Sonaron las campanas en las torres de las iglesias anunciando el mediodía. Era la hora de comer, los muchachos se dispersaron, unos yendo hacia las casas más nobles y otros hacia las de la servidumbre. Hermenegildo le contó a su hermano parte de las historias que le había relatado Lesso. Recaredo no cesaba de preguntarle a su hermano sobre las luchas del norte.

Días más tarde, los niños buscaban a Lesso, que había mejorado. Lo encontraron sentado conmigo cerca de la muralla contemplando el río Anas.

—Me recuerda el Eo —me decía—, pero aquí la luz es dorada y cálida y allí junto a Albión la luz era blanca y húmeda.

—No olvidas el norte.

—No —dijo él con añoranza.

—Yo tampoco —le confesé—, mis pensamientos siempre están allí. He vuelto a tener trances. Os vi atravesando las montañas, en el cauce del Deva. Vi que os atacaban los godos antes de regresar a Albión. Os vi descendiendo el Deva, y cómo Aster elevaba a Nicer al llegar a Ongar.

Lesso me miró sorprendido.

—Sí. Fue de esa manera.

No pude seguir. Corriendo por la escalera vimos subir hacia la muralla a Recaredo y a Hermenegildo, este último llegó antes que su hermano resollando por la subida.

—Madre, Lesso prometió enseñarme a luchar.

Le repliqué sonriente:

—Y los espatarios de Leovigildo… ¿no te enseñan lo suficiente?
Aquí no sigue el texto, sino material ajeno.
mod view;

use anyhow::Result;
use clap::{Parser, Subcommand};
use modelsearch_client::{Autocomplete, HttpSearchClient, SearchClient};
use modelsearch_core::{Query, ResultItem, ServerStatus, WidgetConfig};
use tokio::io::{AsyncBufReadExt, BufReader};
use tracing_subscriber::EnvFilter;

use view::{format_items, TerminalView};

#[derive(Parser)]
#[command(name = "modelsearch")]
#[command(about = "Model Search - find models in the Ollama library", long_about = None)]
struct Cli {
    /// Model search server URL
    #[arg(long, global = true)]
    server: Option<String>,

    #[command(subcommand)]
    command: Option<Commands>,
}

#[derive(Subcommand)]
enum Commands {
    /// Search the library once and print the matches
    Search {
        /// Text to look for in model names
        keyword: String,

        /// Output format (table, json)
        #[arg(short, long, default_value = "table")]
        output: String,
    },

    /// Show whether the server can reach Ollama
    Status,
}

fn get_server_url() -> String {
    std::env::var("MODELSEARCH_SERVER").unwrap_or_else(|_| "http://localhost:5000".to_string())
}

#[tokio::main]
async fn main() -> Result<()> {
    dotenvy::dotenv().ok();

    tracing_subscriber::fmt()
        .with_env_filter(EnvFilter::try_from_default_env().unwrap_or_else(|_| EnvFilter::new("warn")))
        .init();

    let cli = Cli::parse();
    let server = cli.server.unwrap_or_else(get_server_url);
    let client = HttpSearchClient::new(&server);

    match cli.command {
        Some(Commands::Search { keyword, output }) => cmd_search(&client, &keyword, &output).await?,
        Some(Commands::Status) => cmd_status(&client).await?,
        None => run_interactive(client).await?,
    }

    Ok(())
}

async fn cmd_search(client: &HttpSearchClient, keyword: &str, output: &str) -> Result<()> {
    let Some(query) = Query::parse(keyword) else {
        anyhow::bail!("Search keyword is empty");
    };

    let models = client.search(&query).await?;

    if output == "json" {
        println!("{}", serde_json::to_string_pretty(&models)?);
        return Ok(());
    }

    if models.is_empty() {
        println!("No models match '{}'", query);
        return Ok(());
    }

    let items: Vec<ResultItem> = models.iter().map(ResultItem::from).collect();
    println!();
    print!("{}", format_items(&items));
    println!();

    Ok(())
}

async fn cmd_status(client: &HttpSearchClient) -> Result<()> {
    println!("System Status:");
    println!("{:-<40}", "");
    println!("  Server: {}", client.base_url());

    match client.server_status().await {
        Ok(resp) => {
            let label = match resp.status {
                ServerStatus::Running => "running",
                ServerStatus::Stopped => "stopped",
            };
            println!("  Ollama: {}", label);
        }
        Err(e) => {
            tracing::warn!("Status request to {} failed: {}", client.base_url(), e);
            println!("  Server: unreachable ({})", e);
        }
    }

    Ok(())
}

async fn run_interactive(client: HttpSearchClient) -> Result<()> {
    display_welcome();

    let autocomplete = Autocomplete::new(client, TerminalView::new(), &WidgetConfig::default());
    let mut lines = BufReader::new(tokio::io::stdin()).lines();

    print!("> ");
    flush();

    while let Some(line) = lines.next_line().await? {
        let trimmed = line.trim();

        match trimmed {
            ":quit" | ":q" => break,
            ":help" | ":h" => display_help(),
            ":clear" => autocomplete.input(""),
            _ if trimmed.starts_with(":pick") => {
                let picked = trimmed
                    .trim_start_matches(":pick")
                    .trim()
                    .parse::<usize>()
                    .ok()
                    .and_then(|n| n.checked_sub(1))
                    .and_then(|i| autocomplete.select_index(i));
                match picked {
                    Some(name) => println!("  Selected: {}", name),
                    None => println!("  No such result. Use :pick <#> from the list."),
                }
            }
            _ => autocomplete.input(&line),
        }

        print!("> ");
        flush();
    }

    let widget = autocomplete.snapshot();
    if !widget.input.trim().is_empty() {
        println!("{}", widget.input);
    }

    Ok(())
}

fn flush() {
    use std::io::Write;
    let _ = std::io::stdout().flush();
}

fn display_welcome() {
    println!();
    println!("  Model Search");
    println!();
    println!("  Type part of a model name; matches appear after a short pause.");
    println!();
    println!("  :pick <#>   # Put result # in the field");
    println!("  :clear      # Empty the field");
    println!("  :help       # Show all command options");
    println!("  :quit       # Exit and print the field");
    println!();
}

fn display_help() {
    println!();
    println!("Available Commands:");
    println!("  <text>       Replace the field with <text> and search after 300 ms");
    println!("  :pick <#>    Select a listed result by number");
    println!("  :clear       Clear the field and hide results");
    println!("  :help, :h    Show this help message");
    println!("  :quit, :q    Exit, printing the field content");
    println!();
}
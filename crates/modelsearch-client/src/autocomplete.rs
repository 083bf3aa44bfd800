//! Native driver for [`SearchWidget`]: debounce timer, background searches and
//! a view that is redrawn after every state change.

use std::sync::{Arc, Mutex, MutexGuard, PoisonError};
use std::time::Duration;

use modelsearch_core::{InputAction, Query, SearchWidget, WidgetConfig};
use tracing::{debug, warn};

use crate::client::SearchClient;
use crate::debounce::Debouncer;

/// Presentation side of the widget.
pub trait SearchView: Send + Sync {
    fn render(&self, widget: &SearchWidget);
}

pub struct Autocomplete<C, V> {
    inner: Arc<Inner<C, V>>,
}

struct Inner<C, V> {
    widget: Mutex<SearchWidget>,
    client: C,
    view: V,
    debouncer: Debouncer,
}

impl<C, V> Clone for Autocomplete<C, V> {
    fn clone(&self) -> Self {
        Self {
            inner: self.inner.clone(),
        }
    }
}

impl<C, V> Autocomplete<C, V>
where
    C: SearchClient + 'static,
    V: SearchView + 'static,
{
    pub fn new(client: C, view: V, config: &WidgetConfig) -> Self {
        Self {
            inner: Arc::new(Inner {
                widget: Mutex::new(SearchWidget::new()),
                client,
                view,
                debouncer: Debouncer::new(Duration::from_millis(config.debounce_ms)),
            }),
        }
    }

    /// Input event with the full field content.
    pub fn input(&self, raw: &str) {
        let action = self.update(|w| w.on_input(raw));
        self.inner.debouncer.cancel();

        let InputAction::Schedule(query) = action else {
            return;
        };

        let this = self.clone();
        self.inner.debouncer.schedule(move || {
            tokio::spawn(async move { this.run_search(query).await });
        });
    }

    /// Issues one search and applies its outcome. Failures are logged and
    /// leave the dropdown as it was.
    pub async fn run_search(&self, query: Query) {
        let ticket = self.widget().begin_search();

        let models = match self.inner.client.search(&query).await {
            Ok(models) => models,
            Err(e) => {
                warn!("Model search for '{}' failed: {}", query, e);
                return;
            }
        };

        let applied = self.update(|w| w.apply_results(ticket, &models));
        if !applied {
            debug!("Dropping superseded results for '{}'", query);
        }
    }

    pub fn select(&self, name: &str) {
        self.update(|w| w.select(name));
    }

    /// Selects the `index`th visible item, returning its name.
    pub fn select_index(&self, index: usize) -> Option<String> {
        self.update(|w| w.select_index(index))
    }

    pub fn document_click(&self, inside_widget: bool) {
        self.update(|w| w.on_document_click(inside_widget));
    }

    pub fn is_pending(&self) -> bool {
        self.inner.debouncer.is_pending()
    }

    pub fn snapshot(&self) -> SearchWidget {
        self.widget().clone()
    }

    pub fn view(&self) -> &V {
        &self.inner.view
    }

    fn widget(&self) -> MutexGuard<'_, SearchWidget> {
        self.inner
            .widget
            .lock()
            .unwrap_or_else(PoisonError::into_inner)
    }

    fn update<T>(&self, f: impl FnOnce(&mut SearchWidget) -> T) -> T {
        let mut widget = self.widget();
        let out = f(&mut *widget);
        self.inner.view.render(&*widget);
        out
    }
}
—Dicen que en el norte tienen la «furia salvaje» y no los derrota ningún enemigo.

—¿Y tú tienes muchos enemigos aquí? —le dije pasando mi mano por su cabello; pero él se retiró. Ya era mayor y no le gustaba que lo acariciase.

—Walamir siempre me vence.

—Walamir tiene casi catorce años y tú tienes doce.

—Un hombre —dijo muy serio Hermenegildo— debe vencer a enemigos más fuertes que él.

Al oírle, Lesso y yo no pudimos por menos de echarnos a reír; me dirigí divertida a Lesso:

—¿Le podrás enseñar algo? ¿Te encuentras bien?

—Creo que sí le podría enseñar algunas cosas.